Conta-nos que aqui se sente bem e que gosta muito de viver na ilha. “As pessoas são muito gentis, afetuosas e me tratam muito bem. Depois, a vida é muito tranquila”, acrescenta.

À pergunta recorrente se teve problemas de adaptação, responde que não sentiu grandes dificuldades e, apesar de não falar português, a língua também não é um problema. “Quase toda agente compreende italiano e eu entendo qualquer palavra portuguesa”, afirma.

O clima açoriano, diferente de Roma, é o que menos gosta. Mesmo assim, é com ele que pretende ficar.

Clara Rossetti chegou sozinha, mas hoje já tem um círculo de amigos italianos e açorianos.  

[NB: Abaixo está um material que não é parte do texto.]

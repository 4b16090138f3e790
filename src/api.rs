//! Server API
//!
//! HTTP binding for the item upload endpoint.

use wasm_bindgen::prelude::*;
use wasm_bindgen::JsCast;
use wasm_bindgen_futures::JsFuture;
use web_sys::{Request, RequestInit, Response};

use crate::models::SubmissionPayload;

const ITEMS_ENDPOINT: &str = "/items";

/// POST the payload to `/items` as JSON and return the parsed response.
///
/// The response body is parsed whatever the HTTP status; only transport
/// failures and non-JSON bodies surface as errors.
pub async fn submit_items(payload: &SubmissionPayload) -> Result<serde_json::Value, String> {
    let body = serde_json::to_string(payload).map_err(|e| e.to_string())?;

    let opts = RequestInit::new();
    opts.set_method("POST");
    opts.set_body(&JsValue::from_str(&body));

    let request =
        Request::new_with_str_and_init(ITEMS_ENDPOINT, &opts).map_err(|err| format!("{err:?}"))?;
    request
        .headers()
        .set("Content-Type", "application/json")
        .map_err(|err| format!("{err:?}"))?;

    let window = web_sys::window().ok_or_else(|| "no window".to_string())?;
    let response = JsFuture::from(window.fetch_with_request(&request))
        .await
        .map_err(|err| format!("{err:?}"))?;
    let response: Response = response
        .dyn_into()
        .map_err(|_| "fetch returned a non-Response value".to_string())?;

    let json = JsFuture::from(response.json().map_err(|err| format!("{err:?}"))?)
        .await
        .map_err(|err| format!("{err:?}"))?;
    serde_wasm_bindgen::from_value(json).map_err(|e| e.to_string())
}
//! Entry Group State
//!
//! Ordered collection of entry-group view models rendered by the form.

use leptos::prelude::*;
use web_sys::File;

/// One entry group's field signals.
///
/// The picture lives in a thread-local signal slot: `web_sys::File`
/// handles are not `Send`.
#[derive(Clone, Copy)]
pub struct EntryGroup {
    /// Stable render key, unique for the page lifetime
    pub id: u32,
    pub item: RwSignal<String>,
    pub food: RwSignal<String>,
    pub price: RwSignal<String>,
    pub picture: RwSignal<Option<File>, LocalStorage>,
}

impl EntryGroup {
    fn new(id: u32) -> Self {
        Self {
            id,
            item: RwSignal::new(String::new()),
            food: RwSignal::new(String::new()),
            price: RwSignal::new(String::new()),
            picture: RwSignal::new_local(None),
        }
    }
}

/// Ordered entry groups with a monotonically increasing id counter.
/// Groups are only ever appended; there is no remove control.
pub struct EntryGroups {
    next_id: u32,
    groups: Vec<EntryGroup>,
}

impl EntryGroups {
    /// Starts with a single empty group, like the initial page
    pub fn new() -> Self {
        let mut list = Self { next_id: 0, groups: Vec::new() };
        list.add();
        list
    }

    /// Append one structurally identical group at the end
    pub fn add(&mut self) {
        self.groups.push(EntryGroup::new(self.next_id));
        self.next_id += 1;
    }

    /// Groups in visual order
    pub fn entries(&self) -> &[EntryGroup] {
        &self.groups
    }

    pub fn len(&self) -> usize {
        self.groups.len()
    }
}

#[cfg(test)]
mod tests {
    use super::*;

    #[test]
    fn test_starts_with_one_group() {
        let groups = EntryGroups::new();
        assert_eq!(groups.len(), 1);
    }

    #[test]
    fn test_add_appends_without_reordering() {
        let mut groups = EntryGroups::new();
        groups.add();
        groups.add();

        assert_eq!(groups.len(), 3);
        let ids: Vec<u32> = groups.entries().iter().map(|g| g.id).collect();
        assert_eq!(ids, vec![0, 1, 2]);
    }

    #[test]
    fn test_ids_stay_unique_as_groups_grow() {
        let mut groups = EntryGroups::new();
        for _ in 0..5 {
            groups.add();
        }
        let mut ids: Vec<u32> = groups.entries().iter().map(|g| g.id).collect();
        let count = ids.len();
        ids.dedup();
        assert_eq!(ids.len(), count);
    }
}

Ao contrário de muitos dos seus conterrâneos, esta italiana escolheu viver em Ponta Delgada. “Comprei um carro velho e com ele vou às Furnas ou às Sete Cidades. Quando os meus amigos vêm visitar-me, levo-os a conhecer a ilha e eles gostam muito do panorama, porque a natureza é muito bela, tem o mar, o verde e muitas flores”, diz.

Em Itália, Clara, tal como a sua amiga Juana Matteo, sempre trabalhou com alta costura. Em Roma, já teve uma alfaiataria de alta moda e um grande atelier, costurou para países como a Finlândia, Peru, América, Germânia e França e também já fez grandes viagens.

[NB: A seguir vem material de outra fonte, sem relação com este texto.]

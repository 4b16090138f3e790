//! UI Components
//!
//! Reusable Leptos components.

mod entry_row;
mod upload_form;

pub use entry_row::EntryRow;
pub use upload_form::MenuUploadForm;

“A minha amiga Juana já costurou para príncipes do Kuwait e Qatar. Para nós, o nosso trabalho é a nossa vida”, conta. E da vida em Roma, trouxe apenas esta paixão pela costura.

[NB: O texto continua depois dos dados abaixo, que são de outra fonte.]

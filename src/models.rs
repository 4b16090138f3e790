//! Upload Payload Models
//!
//! Data structures matching the `/items` endpoint contract.

use serde::{Deserialize, Serialize};

/// One menu item in a submission (matches backend)
#[derive(Debug, Clone, PartialEq, Serialize, Deserialize)]
pub struct ItemEntry {
    pub item: String,
    pub food: String,
    pub price: f64,
    pub picture_filename: String,
    pub picture_type: String,
    pub picture_data: String,
}

/// Complete document POSTed to `/items`
#[derive(Debug, Clone, PartialEq, Serialize, Deserialize)]
pub struct SubmissionPayload {
    /// Always present on the wire; `None` serializes as `null`
    pub user_id: Option<String>,
    /// Ordered to match the visual order of entry groups
    pub items: Vec<ItemEntry>,
}

/// Parse price text from the number input.
/// Non-numeric text becomes NaN, which serde_json writes as `null`.
pub fn parse_price(text: &str) -> f64 {
    text.trim().parse().unwrap_or(f64::NAN)
}

#[cfg(test)]
mod tests {
    use super::*;
    use serde_json::json;

    fn make_entry(name: &str, price: f64) -> ItemEntry {
        ItemEntry {
            item: name.to_string(),
            food: format!("{} description", name),
            price,
            picture_filename: format!("{}.png", name),
            picture_type: "image/png".to_string(),
            picture_data: "AAECAwQFBgcICQ==".to_string(),
        }
    }

    #[test]
    fn test_parse_price() {
        assert_eq!(parse_price("12.50"), 12.5);
        assert_eq!(parse_price(" 9.99 "), 9.99);
        assert!(parse_price("abc").is_nan());
        assert!(parse_price("").is_nan());
    }

    #[test]
    fn test_payload_wire_shape() {
        let payload = SubmissionPayload {
            user_id: Some("user-42".to_string()),
            items: vec![ItemEntry {
                item: "Pizza".to_string(),
                food: "Pepperoni".to_string(),
                price: 9.99,
                picture_filename: "a.png".to_string(),
                picture_type: "image/png".to_string(),
                picture_data: "AAECAwQFBgcICQ==".to_string(),
            }],
        };

        let value = serde_json::to_value(&payload).unwrap();
        assert_eq!(
            value,
            json!({
                "user_id": "user-42",
                "items": [{
                    "item": "Pizza",
                    "food": "Pepperoni",
                    "price": 9.99,
                    "picture_filename": "a.png",
                    "picture_type": "image/png",
                    "picture_data": "AAECAwQFBgcICQ=="
                }]
            })
        );
    }

    #[test]
    fn test_missing_user_id_is_null_not_omitted() {
        let payload = SubmissionPayload { user_id: None, items: vec![] };
        let value = serde_json::to_value(&payload).unwrap();
        assert_eq!(value["user_id"], json!(null));
        assert!(value.as_object().unwrap().contains_key("user_id"));
    }

    #[test]
    fn test_nan_price_serializes_as_null() {
        let entry = make_entry("mystery", f64::NAN);
        let value = serde_json::to_value(&entry).unwrap();
        assert_eq!(value["price"], json!(null));
    }

    #[test]
    fn test_item_order_preserved() {
        let payload = SubmissionPayload {
            user_id: None,
            items: vec![
                make_entry("first", 1.0),
                make_entry("second", 2.0),
                make_entry("third", 3.0),
            ],
        };
        let value = serde_json::to_value(&payload).unwrap();
        let names: Vec<&str> = value["items"]
            .as_array()
            .unwrap()
            .iter()
            .map(|item| item["item"].as_str().unwrap())
            .collect();
        assert_eq!(names, vec!["first", "second", "third"]);
    }
}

Em Ponta Delgada, abriu um pequeno atelier de alta costura, onde cria peças únicas e sofisticadas com tecidos italianos. “Espero que as pessoas me conheçam e que compreendam a minha qualidade. Eu costuro um fato, uma saia, faço qualquer ajuste e crio peças únicas. Em contacto com a minha colega que trabalha em Roma mando vir tecidos de qualidade”, esclarece.

Clara já conquistou aqui algumas clientes e, conta, que elas “gostam do que faz porque são peças diferentes”.

Em Itália, deixou dois filhos, um neto e muitos amigos. Todos os dias, contacta com eles através da internet. Mas, “a minha vida agora é aqui”, diz.

Não pretende regressar, porém quer continuar a trabalhar no que lhe “mantém viva”, a costura. “Também, devo trabalhar porque a minha reforma é pequena”, confessa.